I spoke this morning with a Tory MP who has been commendably active on human rights issues in Central Asia, who wanted to speak to me about an article in the Daily Mail. In general conversation, he said Iain Duncan Smith is “disloyal” and the anti-EU Tories are “knuckle draggers”.

The last three UK opinion polls have all shown the Tory lead vanished to well within the margin of error, despite all the pollsters making substantial adjustments to uprate the Tory vote following the pollsters’ general election debacle. This has horrified the Blairites who were gleefully predicting Labour annihilation in English council elections.

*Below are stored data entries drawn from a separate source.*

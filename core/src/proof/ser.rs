//! Wire format for path proofs.
//!
//! A step serializes to three fields: `skip`, the branch-prefix length in
//! nibbles; `neighbors`, the concatenation of the present neighbor hashes
//! in ascending slot order, 32 raw bytes each; and `lookup`, one byte per
//! branch slot giving the running index into `neighbors` at which that
//! slot's hash sits when present. Presence of slot `i` is recovered by
//! comparing `lookup[i]` against the next entry (or the blob length for the
//! last slot), so no separate bitmap is needed.
//!
//! The rendering is pretty-printed JSON. Round-tripping a proof through
//! `serialise`/`deserialise` preserves its verification result.

use super::path_proof::{PathProof, ProofStep};
use crate::trie::{NodeHash, BRANCH_WIDTH};

use alloc::string::{String, ToString};
use alloc::vec::Vec;
use core::fmt;
use serde::{Deserialize, Serialize};

/// The serialized form of a [`PathProof`].
#[cfg_attr(
    feature = "borsh",
    derive(borsh::BorshDeserialize, borsh::BorshSerialize)
)]
#[derive(Debug, Clone, PartialEq, Eq, Serialize, Deserialize)]
pub struct WireProof {
    /// The proven value.
    pub value: Vec<u8>,
    /// The recorded branch levels, root-to-leaf.
    pub steps: Vec<WireStep>,
}

/// The serialized form of a [`ProofStep`].
#[cfg_attr(
    feature = "borsh",
    derive(borsh::BorshDeserialize, borsh::BorshSerialize)
)]
#[derive(Debug, Clone, PartialEq, Eq, Serialize, Deserialize)]
pub struct WireStep {
    /// The branch-prefix length in nibbles.
    pub skip: u64,
    /// Present neighbor hashes, concatenated in ascending slot order.
    pub neighbors: Vec<u8>,
    /// Per-slot running index into `neighbors`.
    pub lookup: [u8; BRANCH_WIDTH],
}

/// Errors when decoding a wire proof.
#[derive(Debug, Clone, PartialEq, Eq)]
pub enum WireError {
    /// The buffer is not the JSON rendering of a proof.
    Json(String),
    /// A step's neighbor blob is not a whole number of 32-byte hashes, or
    /// holds more hashes than a branch has slots.
    UnalignedNeighbors,
    /// A step's lookup table disagrees with its neighbor blob.
    BadLookup,
    /// A step's skip does not fit a 64-nibble key.
    SkipOutOfRange,
}

impl fmt::Display for WireError {
    fn fmt(&self, f: &mut fmt::Formatter<'_>) -> fmt::Result {
        match self {
            WireError::Json(err) => write!(f, "malformed proof encoding: {err}"),
            WireError::UnalignedNeighbors => write!(f, "neighbor blob is not whole hashes"),
            WireError::BadLookup => write!(f, "lookup table disagrees with neighbors"),
            WireError::SkipOutOfRange => write!(f, "skip does not fit a key"),
        }
    }
}

impl From<&ProofStep> for WireStep {
    fn from(step: &ProofStep) -> Self {
        let mut neighbors = Vec::with_capacity(32 * step.neighbor_count());
        let mut lookup = [0u8; BRANCH_WIDTH];
        let mut index = 0u8;
        for slot in 0..BRANCH_WIDTH {
            lookup[slot] = index;
            if let Some(hash) = &step.neighbors[slot] {
                neighbors.extend_from_slice(hash);
                index += 1;
            }
        }
        WireStep {
            skip: step.skip as u64,
            neighbors,
            lookup,
        }
    }
}

impl TryFrom<&WireStep> for ProofStep {
    type Error = WireError;

    fn try_from(wire: &WireStep) -> Result<Self, WireError> {
        if wire.neighbors.len() % 32 != 0 {
            return Err(WireError::UnalignedNeighbors);
        }
        let total = wire.neighbors.len() / 32;
        if total >= BRANCH_WIDTH {
            // a step records at most 15 neighbors: one slot is the path's
            return Err(WireError::UnalignedNeighbors);
        }
        let skip = usize::try_from(wire.skip).map_err(|_| WireError::SkipOutOfRange)?;
        if skip >= crate::nibbles::KEY_NIBBLES {
            return Err(WireError::SkipOutOfRange);
        }
        if wire.lookup[0] != 0 {
            return Err(WireError::BadLookup);
        }

        let mut neighbors = [None; BRANCH_WIDTH];
        for slot in 0..BRANCH_WIDTH {
            let start = wire.lookup[slot] as usize;
            let end = if slot + 1 < BRANCH_WIDTH {
                wire.lookup[slot + 1] as usize
            } else {
                total
            };
            match end.checked_sub(start) {
                Some(0) => {}
                Some(1) => {
                    let mut hash: NodeHash = [0u8; 32];
                    hash.copy_from_slice(&wire.neighbors[start * 32..start * 32 + 32]);
                    neighbors[slot] = Some(hash);
                }
                _ => return Err(WireError::BadLookup),
            }
        }
        Ok(ProofStep { skip, neighbors })
    }
}

impl From<&PathProof> for WireProof {
    fn from(proof: &PathProof) -> Self {
        WireProof {
            value: proof.value.clone(),
            steps: proof.steps.iter().map(WireStep::from).collect(),
        }
    }
}

impl TryFrom<&WireProof> for PathProof {
    type Error = WireError;

    fn try_from(wire: &WireProof) -> Result<Self, WireError> {
        let steps = wire
            .steps
            .iter()
            .map(ProofStep::try_from)
            .collect::<Result<Vec<_>, _>>()?;
        Ok(PathProof {
            value: wire.value.clone(),
            steps,
        })
    }
}

impl PathProof {
    /// Render this proof as pretty-printed JSON bytes.
    pub fn serialise(&self) -> Vec<u8> {
        serde_json::to_vec_pretty(&WireProof::from(self))
            .expect("wire types serialize without error")
    }

    /// Decode a proof from its [`serialise`](PathProof::serialise) rendering.
    pub fn deserialise(bytes: &[u8]) -> Result<PathProof, WireError> {
        let wire: WireProof =
            serde_json::from_slice(bytes).map_err(|err| WireError::Json(err.to_string()))?;
        PathProof::try_from(&wire)
    }
}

There is a huge amount of polling evidence over decades that shows that the perception that a party is divided causes much damage to that party’s popularity rating. Indeed the perception of division or unity is almost as important as what the actual policies are. The spectacular tumbling of popular Tory support in the UK is therefore entirely expected when the Tories are kicking pieces out of each other over Europe and Osbornomics.

The corporate media, including the BBC, of course know this very well. That is why ever since those opinion polls the bitter Tory internal battles have simply stopped being reported. I have no doubt their political correspondents are having conversations like the one I had with an MP this morning, several times every day. Yet when did you last see one reported? Compare this to the regular reporting of every tittle tattle of anonymous Blairite briefing against Corbyn.

Corporate media blanking of the bitter and vicious Tory internal feuding in process at the moment is a stunning act of censorship.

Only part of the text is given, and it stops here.